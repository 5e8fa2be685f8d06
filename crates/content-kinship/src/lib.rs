//! Family kinship engine — pure graph traversal, no I/O.
//!
//! Builds three adjacency maps from a flat relationship list and walks them
//! in the canonical order (parents, siblings, grandparents, ...) to compute
//! every named relation from one person's perspective, each emitted once.

use std::collections::{HashMap, HashSet};
use uuid::Uuid;

const MAX_ANCESTOR_DEPTH: u8 = 10;

#[derive(Debug, Clone, Copy, PartialEq, Eq)]
pub enum PersonStatus {
    Living,
    Deceased,
}

#[derive(Debug, Clone)]
pub struct Person {
    pub id: Uuid,
    pub name: String,
    pub nickname: Option<String>,
    pub maiden_name: Option<String>,
    pub born: Option<i32>,
    pub status: PersonStatus,
    pub player: bool,
    pub placeholder: bool,
}

#[derive(Debug, Clone, Copy, PartialEq, Eq)]
pub enum RelationshipType {
    ParentOf,
    Married,
    Divorced,
}

#[derive(Debug, Clone)]
pub struct Relationship {
    pub id: Uuid,
    pub rel_type: RelationshipType,
    pub from_id: Uuid,
    pub to_id: Uuid,
}

/// A resolved relationship label from the player's perspective.
#[derive(Debug, Clone)]
pub struct NamedRelation {
    pub person: Person,
    pub label: String,
    pub generation: i32,
    pub difficulty: u8,
}

/// In-memory family graph built once per deck-generation request.
pub struct FamilyGraph {
    people: HashMap<Uuid, Person>,
    parents: HashMap<Uuid, Vec<Uuid>>,
    children: HashMap<Uuid, Vec<Uuid>>,
    spouses: HashMap<Uuid, Vec<Uuid>>,
}

impl FamilyGraph {
    pub fn new(people: Vec<Person>, relationships: &[Relationship]) -> Self {
        let mut parents: HashMap<Uuid, Vec<Uuid>> = HashMap::new();
        let mut children: HashMap<Uuid, Vec<Uuid>> = HashMap::new();
        let mut spouses: HashMap<Uuid, Vec<Uuid>> = HashMap::new();

        for rel in relationships {
            match rel.rel_type {
                RelationshipType::ParentOf => {
                    children.entry(rel.from_id).or_default().push(rel.to_id);
                    parents.entry(rel.to_id).or_default().push(rel.from_id);
                }
                RelationshipType::Married | RelationshipType::Divorced => {
                    spouses.entry(rel.from_id).or_default().push(rel.to_id);
                    spouses.entry(rel.to_id).or_default().push(rel.from_id);
                }
            }
        }

        let people = people.into_iter().map(|p| (p.id, p)).collect();
        Self { people, parents, children, spouses }
    }

    fn get(&self, id: Uuid) -> Option<&Person> {
        self.people.get(&id)
    }

    fn parents_of(&self, id: Uuid) -> &[Uuid] {
        self.parents.get(&id).map(Vec::as_slice).unwrap_or(&[])
    }

    fn children_of(&self, id: Uuid) -> &[Uuid] {
        self.children.get(&id).map(Vec::as_slice).unwrap_or(&[])
    }

    fn spouses_of(&self, id: Uuid) -> &[Uuid] {
        self.spouses.get(&id).map(Vec::as_slice).unwrap_or(&[])
    }

    fn is_ancestor_of(&self, ancestor_id: Uuid, person_id: Uuid, depth: u8) -> bool {
        if depth > MAX_ANCESTOR_DEPTH {
            return false;
        }
        if ancestor_id == person_id {
            return true;
        }
        self.parents_of(person_id)
            .iter()
            .any(|&parent| self.is_ancestor_of(ancestor_id, parent, depth + 1))
    }

    /// Side label ("paternal"/"maternal") for the branch reachable through
    /// `parent_id`, determined by that parent's index in the player's
    /// two-parent list. Empty when the player has fewer than two parents.
    fn side_label(&self, parent_id: Uuid, player_id: Uuid) -> &'static str {
        let parents = self.parents_of(player_id);
        if parents.len() < 2 {
            return "";
        }
        for (i, &pid) in parents.iter().enumerate() {
            if parent_id == pid || self.is_ancestor_of(parent_id, pid, 0) {
                return if i == 0 { "paternal" } else { "maternal" };
            }
        }
        ""
    }

    fn labeled(side: &str, suffix: &str) -> String {
        if side.is_empty() { suffix.to_string() } else { format!("{side} {suffix}") }
    }

    /// Compute every named relation reachable from `player_id`, each person
    /// emitted at most once, in the canonical traversal order (parents,
    /// siblings, grandparents, great-grandparents, aunts/uncles and their
    /// spouses, great-aunts/uncles, cousins, then the player's own spouses).
    pub fn compute_relations(&self, player_id: Uuid) -> Vec<NamedRelation> {
        let mut results = Vec::new();
        if self.get(player_id).is_none() {
            return results;
        }

        let mut seen: HashSet<Uuid> = HashSet::from([player_id]);
        let mut emit = |results: &mut Vec<NamedRelation>, seen: &mut HashSet<Uuid>, id: Uuid, label: String, generation: i32, difficulty: u8| {
            if seen.contains(&id) {
                return;
            }
            let Some(person) = self.get(id) else { return };
            seen.insert(id);
            results.push(NamedRelation { person: person.clone(), label, generation, difficulty });
        };

        // Parents
        let parents: Vec<Uuid> = self.parents_of(player_id).to_vec();
        for &pid in &parents {
            emit(&mut results, &mut seen, pid, "parent".to_string(), 1, 1);
        }

        // Siblings
        let mut siblings: HashSet<Uuid> = HashSet::new();
        for &pid in &parents {
            for &child in self.children_of(pid) {
                if child != player_id {
                    siblings.insert(child);
                }
            }
        }
        for sid in siblings {
            emit(&mut results, &mut seen, sid, "sibling".to_string(), 0, 1);
        }

        // Grandparents (remember which parent-branch side each came through)
        let mut grandparents: Vec<(Uuid, &'static str)> = Vec::new();
        for &pid in &parents {
            let side = self.side_label(pid, player_id);
            for &gp in self.parents_of(pid) {
                grandparents.push((gp, side));
            }
        }
        for &(gp, side) in &grandparents {
            emit(&mut results, &mut seen, gp, Self::labeled(side, "grandparent"), 2, 2);
        }

        // Great-grandparents
        for &(gp, side) in &grandparents {
            for &ggp in self.parents_of(gp) {
                emit(&mut results, &mut seen, ggp, Self::labeled(side, "great-grandparent"), 3, 3);
            }
        }

        // Aunts/uncles
        let mut aunts_uncles: HashSet<Uuid> = HashSet::new();
        for &pid in &parents {
            for &gp in self.parents_of(pid) {
                for &au in self.children_of(gp) {
                    if !parents.contains(&au) && au != player_id {
                        aunts_uncles.insert(au);
                    }
                }
            }
        }
        let aunts_uncles_snapshot: Vec<Uuid> = aunts_uncles.iter().copied().collect();
        for &au in &aunts_uncles_snapshot {
            emit(&mut results, &mut seen, au, "aunt/uncle".to_string(), 1, 2);
            // Aunts/uncles by marriage
            for &spouse in self.spouses_of(au).to_vec().iter() {
                emit(&mut results, &mut seen, spouse, "aunt/uncle (by marriage)".to_string(), 1, 2);
            }
        }

        // Great-aunts/uncles
        for &(gp, side) in &grandparents {
            for &ggp in self.parents_of(gp) {
                for &gau in self.children_of(ggp) {
                    if gau != gp {
                        emit(&mut results, &mut seen, gau, Self::labeled(side, "great-aunt/uncle"), 2, 3);
                    }
                }
            }
        }

        // Cousins
        for &au in &aunts_uncles_snapshot {
            for &cousin in self.children_of(au).to_vec().iter() {
                emit(&mut results, &mut seen, cousin, "cousin".to_string(), 0, 3);
            }
        }

        // Player's spouses
        for &sp in self.spouses_of(player_id).to_vec().iter() {
            emit(&mut results, &mut seen, sp, "spouse".to_string(), 0, 1);
        }

        results
    }
}

#[cfg(test)]
mod tests {
    use super::*;

    fn person(name: &str) -> Person {
        Person {
            id: Uuid::new_v4(),
            name: name.to_string(),
            nickname: None,
            maiden_name: None,
            born: None,
            status: PersonStatus::Living,
            player: false,
            placeholder: false,
        }
    }

    fn parent_of(from: Uuid, to: Uuid) -> Relationship {
        Relationship { id: Uuid::new_v4(), rel_type: RelationshipType::ParentOf, from_id: from, to_id: to }
    }

    #[test]
    fn two_parent_family_labels_paternal_and_maternal() {
        let alice = person("Alice");
        let bob = person("Bob");
        let carol = person("Carol");
        let dan = person("Dan");
        let (alice_id, bob_id, carol_id, dan_id) = (alice.id, bob.id, carol.id, dan.id);

        let rels = vec![
            parent_of(bob_id, alice_id),
            parent_of(carol_id, alice_id),
            parent_of(dan_id, bob_id),
        ];
        let graph = FamilyGraph::new(vec![alice, bob, carol, dan], &rels);
        let relations = graph.compute_relations(alice_id);

        let find = |id: Uuid| relations.iter().find(|r| r.person.id == id).unwrap();
        assert_eq!(find(bob_id).label, "parent");
        assert_eq!(find(carol_id).label, "parent");
        assert_eq!(find(dan_id).label, "paternal grandparent");
        assert_eq!(find(dan_id).generation, 2);
    }

    #[test]
    fn player_is_excluded_and_each_person_appears_once() {
        let alice = person("Alice");
        let bob = person("Bob");
        let (alice_id, bob_id) = (alice.id, bob.id);
        let rels = vec![parent_of(bob_id, alice_id)];
        let graph = FamilyGraph::new(vec![alice, bob], &rels);
        let relations = graph.compute_relations(alice_id);

        assert!(relations.iter().all(|r| r.person.id != alice_id));
        let mut ids: Vec<Uuid> = relations.iter().map(|r| r.person.id).collect();
        let before = ids.len();
        ids.sort();
        ids.dedup();
        assert_eq!(before, ids.len());
    }

    #[test]
    fn siblings_share_a_parent_and_have_no_side_label() {
        let alice = person("Alice");
        let zoe = person("Zoe");
        let bob = person("Bob");
        let (alice_id, zoe_id, bob_id) = (alice.id, zoe.id, bob.id);
        let rels = vec![parent_of(bob_id, alice_id), parent_of(bob_id, zoe_id)];
        let graph = FamilyGraph::new(vec![alice, zoe, bob], &rels);
        let relations = graph.compute_relations(alice_id);

        let sibling = relations.iter().find(|r| r.person.id == zoe_id).unwrap();
        assert_eq!(sibling.label, "sibling");
        assert_eq!(sibling.generation, 0);
    }

    #[test]
    fn coverage_within_three_edges_is_reachable() {
        // player -> parent -> grandparent -> great-grandparent is 3 edges.
        let alice = person("Alice");
        let bob = person("Bob");
        let dan = person("Dan");
        let eve = person("Eve");
        let (alice_id, bob_id, dan_id, eve_id) = (alice.id, bob.id, dan.id, eve.id);
        let rels = vec![parent_of(bob_id, alice_id), parent_of(dan_id, bob_id), parent_of(eve_id, dan_id)];
        let graph = FamilyGraph::new(vec![alice, bob, dan, eve], &rels);
        let relations = graph.compute_relations(alice_id);

        assert!(relations.iter().any(|r| r.person.id == eve_id));
    }

    #[test]
    fn unknown_player_returns_empty() {
        let alice = person("Alice");
        let graph = FamilyGraph::new(vec![alice], &[]);
        assert!(graph.compute_relations(Uuid::new_v4()).is_empty());
    }
}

──────────────────────────────

REQUIRED WORK: Lines from the top of the entries through the line with "let mut children: HashMap<Uuid, Vec<Uuid>>" are to be transcribed exactly, and nothing more.

OUTPUT:
repository 5e8fa2be685f8d06
filename crates/content-kinship/src/lib.rs
//! Family kinship engine — pure graph traversal, no I/O.
//!
//! Builds three adjacency maps from a flat relationship list and walks them
//! in the canonical order (parents, siblings, grandparents, ...) to compute
//! every named relation from one person's perspective, each emitted once.

use std::collections::{HashMap, HashSet};
use uuid::Uuid;

const MAX_ANCESTOR_DEPTH: u8 = 10;

#[derive(Debug, Clone, Copy, PartialEq, Eq)]
pub enum PersonStatus {
    Living,
    Deceased,
}

#[derive(Debug, Clone)]
pub struct Person {
    pub id: Uuid,
    pub name: String,
    pub nickname: Option<String>,
    pub maiden_name: Option<String>,
    pub born: Option<i32>,
    pub status: PersonStatus,
    pub player: bool,
    pub placeholder: bool,
}

#[derive(Debug, Clone, Copy, PartialEq, Eq)]
pub enum RelationshipType {
    ParentOf,
    Married,
    Divorced,
}

#[derive(Debug, Clone)]
pub struct Relationship {
    pub id: Uuid,
    pub rel_type: RelationshipType,
    pub from_id: Uuid,
    pub to_id: Uuid,
}

/// A resolved relationship label from the player's perspective.
#[derive(Debug, Clone)]
pub struct NamedRelation {
    pub person: Person,
    pub label: String,
    pub generation: i32,
    pub difficulty: u8,
}

/// In-memory family graph built once per deck-generation request.
pub struct FamilyGraph {
    people: HashMap<Uuid, Person>,
    parents: HashMap<Uuid, Vec<Uuid>>,
    children: HashMap<Uuid, Vec<Uuid>>,
    spouses: HashMap<Uuid, Vec<Uuid>>,
}

impl FamilyGraph {
    pub fn new(people: Vec<Person>, relationships: &[Relationship]) -> Self {
        let mut parents: HashMap<Uuid, Vec<Uuid>> = HashMap::new();
        let mut children: HashMap<Uuid, Vec<Uuid>> = HashMap::new();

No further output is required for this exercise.